Jaguar XJ-C, quando il restomod è snob.

Linda Capecci ·

Tra i tanti nomi del mondo dei restomod (la rivisitazione in chiave moderna di vetture classiche), l'officina polacca Carlex Design si è ritagliata una posizione di prestigio grazie a realizzazioni equiparabili a opere di altissimo artigianato. Questa volta la Carlex si è dedicata a un tesoro del motorismo inglese: la Jaguar XJ-C.

Una rarità

La XJ-C, coupé basata sulla seconda serie della berlina XJ (quella prodotta a cavallo degli anni '70), è uno dei modelli più rari del costruttore inglese.
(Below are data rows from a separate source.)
//! Content-fingerprint deduplication of identical images opened under
//! different names.

use tilecache::{AttrValue, PixelFormat};

use super::test_utils::{cache_with, gradient_u8, image_from_fn, MockFactory};

const SHA: &str = "d3486ae9136e7856bc42212385ea797094475802";

#[test]
fn test_fingerprint_dedup_yields_one_canonical_record() {
    let factory = MockFactory::new();
    factory.add(
        "x.exr",
        image_from_fn(128, 128, 64, 3, PixelFormat::U8, &gradient_u8).with_fingerprint(SHA),
    );
    factory.add(
        "y.exr",
        image_from_fn(128, 128, 64, 3, PixelFormat::U8, &gradient_u8).with_fingerprint(SHA),
    );
    let cache = cache_with(&factory);

    cache.get_imagespec("x.exr", 0).unwrap();
    cache.get_imagespec("y.exr", 0).unwrap();

    // Both names were opened once to learn their fingerprints, but only one
    // record is canonical.
    assert_eq!(factory.open_count(), 2);
    assert_eq!(cache.statistics().unique_files, 1);

    let report = cache.getstats(2);
    assert!(report.contains("DUPLICATES"), "report: {report}");
}

#[test]
fn test_duplicate_names_share_tiles() {
    let factory = MockFactory::new();
    factory.add(
        "x.exr",
        image_from_fn(128, 128, 64, 3, PixelFormat::U8, &gradient_u8).with_fingerprint(SHA),
    );
    factory.add(
        "y.exr",
        image_from_fn(128, 128, 64, 3, PixelFormat::U8, &gradient_u8).with_fingerprint(SHA),
    );
    let cache = cache_with(&factory);

    let t = cache.get_tile("x.exr", 0, 0, 0, 0).expect("tile");
    cache.release_tile(t);
    assert_eq!(cache.statistics().find_tile_cache_misses, 1);

    // The duplicate name resolves to the canonical record, so its tile IDs
    // are the same and the read is already cached.
    let t = cache.get_tile("y.exr", 0, 0, 0, 0).expect("tile");
    cache.release_tile(t);
    assert_eq!(cache.statistics().find_tile_cache_misses, 1);
}

#[test]
fn test_dedup_requires_matching_sampling_metadata() {
    let factory = MockFactory::new();
    factory.add(
        "x.exr",
        image_from_fn(128, 128, 64, 3, PixelFormat::U8, &gradient_u8).with_fingerprint(SHA),
    );
    // Same pixels, same fingerprint, different wrap modes: sampling would
    // differ, so the records must stay separate.
    factory.add(
        "y.exr",
        image_from_fn(128, 128, 64, 3, PixelFormat::U8, &gradient_u8)
            .with_fingerprint(SHA)
            .with_attribute("wrapmodes", AttrValue::String("periodic,periodic".to_string())),
    );
    let cache = cache_with(&factory);

    cache.get_imagespec("x.exr", 0).unwrap();
    cache.get_imagespec("y.exr", 0).unwrap();
    assert_eq!(cache.statistics().unique_files, 2);
}

#[test]
fn test_different_fingerprints_stay_unique() {
    let factory = MockFactory::new();
    factory.add(
        "x.exr",
        image_from_fn(64, 64, 32, 1, PixelFormat::U8, &gradient_u8).with_fingerprint(SHA),
    );
    factory.add(
        "y.exr",
        image_from_fn(64, 64, 32, 1, PixelFormat::U8, &gradient_u8)
            .with_fingerprint("0000000000000000000000000000000000000000"),
    );
    let cache = cache_with(&factory);

    cache.get_imagespec("x.exr", 0).unwrap();
    cache.get_imagespec("y.exr", 0).unwrap();
    assert_eq!(cache.statistics().unique_files, 2);
}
Nell'arco di tre anni dalla catena di montaggio di Coventry ne sono uscite solo 10.426 unità, un numero che rende questa interpretazione - a metà tra il retrò e il futurista - ancora più speciale.   

Carlex Design ha rivisto l'intero frontale, ammorbidendo linee e curve. I paraurti sono ora più moderni e in tinta con la carrozzeria e la griglia presenta delle lamelle in sostituzione del classico design a gabbia. La forma tondeggiante dei fari è rimasta la stessa, ma la società di tuning l'ha resa più attuale dotandola di un moderno sistema di illuminazione a LED.

Sul fianco la Carlex XJ-C presenta dei passaruota allargati, che ospitano ruote enormi con design a canale rovesciato. La vista posteriore è dominata dai quattro scarichi e dal listello cromato sul bagagliaio. La vettura ha un aspetto più muscoloso, con una postura più vicina al suolo grazie all'assetto ribassato.

Interni e motore

All'interno sono stati mantenuti gli elementi classici rendendo più moderni alcuni dettagli: il quadro strumenti e i comandi del sistema di climatizzazione sono ora digitali. I rivestimenti in pelle sono stati invecchiati a mano, per conferire all'auto un carattere vintage. I pannelli delle portiere e la console centrale sono stati ristilizzati. Altre modifiche agli interni includono i sedili, il bagagliaio e l'aggiunta di un rollbar completo.

Sotto il cofano non troviamo uno dei due propulsori con cui l'auto era offerta all'epoca (un sei cilindri o un V12), bensì un nuovo V8. Carlex non ha specificato se si tratta di un aspirato o un turbocompresso. Stando alle dichiarazioni dell'azienda però, eroga fino a 400 cavalli, una potenza decisamente superiore rispetto all'originale XJ-C V12 da 258 cavalli. Forse non piacerà ai puristi ma quello di Carlex Design è senza dubbio un esperimento capace di attirare l'attenzione.